* **TASK STATEMENT**
Every line of the entries with the word "Uuid" in it should be shown.

--- MATERIAL SHOWN Enclosed Below ---

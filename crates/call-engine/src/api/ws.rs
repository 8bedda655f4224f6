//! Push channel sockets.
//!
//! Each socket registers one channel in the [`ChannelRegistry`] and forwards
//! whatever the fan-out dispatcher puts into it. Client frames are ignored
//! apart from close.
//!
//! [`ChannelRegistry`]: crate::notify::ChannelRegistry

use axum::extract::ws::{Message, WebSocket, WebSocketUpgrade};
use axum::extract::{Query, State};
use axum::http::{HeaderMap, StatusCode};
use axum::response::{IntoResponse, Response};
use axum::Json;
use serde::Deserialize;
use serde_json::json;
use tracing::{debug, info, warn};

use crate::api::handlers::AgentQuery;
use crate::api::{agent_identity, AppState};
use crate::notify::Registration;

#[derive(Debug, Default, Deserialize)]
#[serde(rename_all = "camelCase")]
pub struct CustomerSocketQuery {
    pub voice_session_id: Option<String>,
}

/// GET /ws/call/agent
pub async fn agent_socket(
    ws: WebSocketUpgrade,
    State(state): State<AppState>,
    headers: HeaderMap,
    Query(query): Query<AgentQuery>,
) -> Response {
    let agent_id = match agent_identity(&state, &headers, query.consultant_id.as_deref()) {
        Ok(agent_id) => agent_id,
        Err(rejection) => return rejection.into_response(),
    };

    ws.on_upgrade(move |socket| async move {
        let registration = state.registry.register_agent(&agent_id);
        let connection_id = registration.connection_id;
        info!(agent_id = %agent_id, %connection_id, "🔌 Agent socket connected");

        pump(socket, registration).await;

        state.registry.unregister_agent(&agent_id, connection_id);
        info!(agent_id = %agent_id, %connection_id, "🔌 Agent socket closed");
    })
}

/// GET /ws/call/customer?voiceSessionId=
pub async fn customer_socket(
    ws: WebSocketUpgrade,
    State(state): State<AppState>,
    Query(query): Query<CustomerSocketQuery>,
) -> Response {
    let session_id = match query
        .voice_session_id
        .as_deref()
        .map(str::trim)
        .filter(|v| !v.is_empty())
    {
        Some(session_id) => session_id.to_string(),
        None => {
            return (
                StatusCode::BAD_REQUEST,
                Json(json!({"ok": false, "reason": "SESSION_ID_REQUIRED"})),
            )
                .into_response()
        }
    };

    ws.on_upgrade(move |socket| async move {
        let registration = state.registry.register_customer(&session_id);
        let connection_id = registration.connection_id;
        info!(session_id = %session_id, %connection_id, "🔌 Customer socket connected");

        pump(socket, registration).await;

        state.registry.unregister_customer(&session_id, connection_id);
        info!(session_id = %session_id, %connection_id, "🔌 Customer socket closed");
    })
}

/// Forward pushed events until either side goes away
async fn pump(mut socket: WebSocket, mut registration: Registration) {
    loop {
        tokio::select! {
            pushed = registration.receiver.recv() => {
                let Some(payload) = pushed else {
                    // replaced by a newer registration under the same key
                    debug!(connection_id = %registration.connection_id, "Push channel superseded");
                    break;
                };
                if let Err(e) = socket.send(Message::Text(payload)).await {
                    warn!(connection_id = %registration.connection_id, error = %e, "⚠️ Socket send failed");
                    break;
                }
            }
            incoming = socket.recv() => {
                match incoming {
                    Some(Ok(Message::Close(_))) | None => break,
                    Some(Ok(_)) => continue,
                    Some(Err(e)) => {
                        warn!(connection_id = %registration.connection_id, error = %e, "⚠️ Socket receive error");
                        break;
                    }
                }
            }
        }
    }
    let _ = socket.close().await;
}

--- End of Enclosed MATERIAL SHOWN ---
--- MATERIAL SHOWN Enclosed Below ---

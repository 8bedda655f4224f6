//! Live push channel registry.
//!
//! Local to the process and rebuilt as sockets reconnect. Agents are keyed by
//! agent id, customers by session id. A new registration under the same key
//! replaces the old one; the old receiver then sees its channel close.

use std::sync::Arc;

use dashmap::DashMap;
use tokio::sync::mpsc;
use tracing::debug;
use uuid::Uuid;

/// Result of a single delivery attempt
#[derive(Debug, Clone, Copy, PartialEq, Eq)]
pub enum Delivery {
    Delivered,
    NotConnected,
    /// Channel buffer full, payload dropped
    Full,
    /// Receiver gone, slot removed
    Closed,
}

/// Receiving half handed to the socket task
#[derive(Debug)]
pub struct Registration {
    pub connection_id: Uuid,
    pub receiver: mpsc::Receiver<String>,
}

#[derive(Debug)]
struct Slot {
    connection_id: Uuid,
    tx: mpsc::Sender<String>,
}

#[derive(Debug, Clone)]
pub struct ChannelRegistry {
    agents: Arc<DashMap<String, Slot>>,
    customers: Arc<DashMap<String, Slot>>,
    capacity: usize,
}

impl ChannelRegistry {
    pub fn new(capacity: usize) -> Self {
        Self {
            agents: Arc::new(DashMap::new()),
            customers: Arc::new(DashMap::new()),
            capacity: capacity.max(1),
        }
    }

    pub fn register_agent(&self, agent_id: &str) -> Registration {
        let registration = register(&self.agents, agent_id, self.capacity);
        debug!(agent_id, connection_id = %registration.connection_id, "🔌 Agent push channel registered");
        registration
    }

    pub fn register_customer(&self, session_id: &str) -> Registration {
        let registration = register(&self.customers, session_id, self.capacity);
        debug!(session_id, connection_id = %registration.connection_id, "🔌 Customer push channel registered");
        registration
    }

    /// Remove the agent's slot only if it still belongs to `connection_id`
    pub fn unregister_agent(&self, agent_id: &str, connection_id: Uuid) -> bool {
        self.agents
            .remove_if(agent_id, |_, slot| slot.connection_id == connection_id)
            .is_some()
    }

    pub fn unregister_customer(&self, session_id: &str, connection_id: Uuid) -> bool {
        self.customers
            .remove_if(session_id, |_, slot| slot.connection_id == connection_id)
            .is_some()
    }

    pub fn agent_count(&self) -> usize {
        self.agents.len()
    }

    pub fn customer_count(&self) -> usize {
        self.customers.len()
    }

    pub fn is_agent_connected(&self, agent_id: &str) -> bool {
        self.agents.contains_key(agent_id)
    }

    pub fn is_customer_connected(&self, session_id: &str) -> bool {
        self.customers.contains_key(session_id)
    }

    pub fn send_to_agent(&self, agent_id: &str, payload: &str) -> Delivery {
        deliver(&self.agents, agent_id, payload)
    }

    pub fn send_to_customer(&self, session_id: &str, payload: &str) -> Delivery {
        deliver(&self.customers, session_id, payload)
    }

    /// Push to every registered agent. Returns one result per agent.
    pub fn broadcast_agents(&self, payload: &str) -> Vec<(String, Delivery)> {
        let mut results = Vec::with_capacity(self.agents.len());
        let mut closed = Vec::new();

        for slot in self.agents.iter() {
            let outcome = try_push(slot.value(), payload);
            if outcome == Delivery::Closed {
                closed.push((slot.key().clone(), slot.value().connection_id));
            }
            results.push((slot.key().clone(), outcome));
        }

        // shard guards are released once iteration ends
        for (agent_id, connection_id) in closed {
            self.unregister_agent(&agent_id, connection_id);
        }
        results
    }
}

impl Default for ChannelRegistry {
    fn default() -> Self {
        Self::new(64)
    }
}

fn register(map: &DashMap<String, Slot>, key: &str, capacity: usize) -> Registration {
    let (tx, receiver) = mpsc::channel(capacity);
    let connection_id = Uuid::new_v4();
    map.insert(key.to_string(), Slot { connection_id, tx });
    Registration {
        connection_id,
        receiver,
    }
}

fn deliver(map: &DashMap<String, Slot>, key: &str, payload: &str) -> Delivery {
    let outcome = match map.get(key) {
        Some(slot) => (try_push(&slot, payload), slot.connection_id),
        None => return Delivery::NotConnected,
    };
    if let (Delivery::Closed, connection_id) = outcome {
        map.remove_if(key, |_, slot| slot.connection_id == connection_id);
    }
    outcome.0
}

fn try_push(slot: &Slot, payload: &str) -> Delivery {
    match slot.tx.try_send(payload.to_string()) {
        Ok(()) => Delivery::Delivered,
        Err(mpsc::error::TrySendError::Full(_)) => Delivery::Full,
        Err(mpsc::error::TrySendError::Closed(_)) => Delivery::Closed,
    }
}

--- End of Enclosed MATERIAL SHOWN ---

* **ANSWER SPACE**
use uuid::Uuid;
    pub connection_id: Uuid,
    connection_id: Uuid,
    pub fn unregister_agent(&self, agent_id: &str, connection_id: Uuid) -> bool {
    pub fn unregister_customer(&self, session_id: &str, connection_id: Uuid) -> bool {
    let connection_id = Uuid::new_v4();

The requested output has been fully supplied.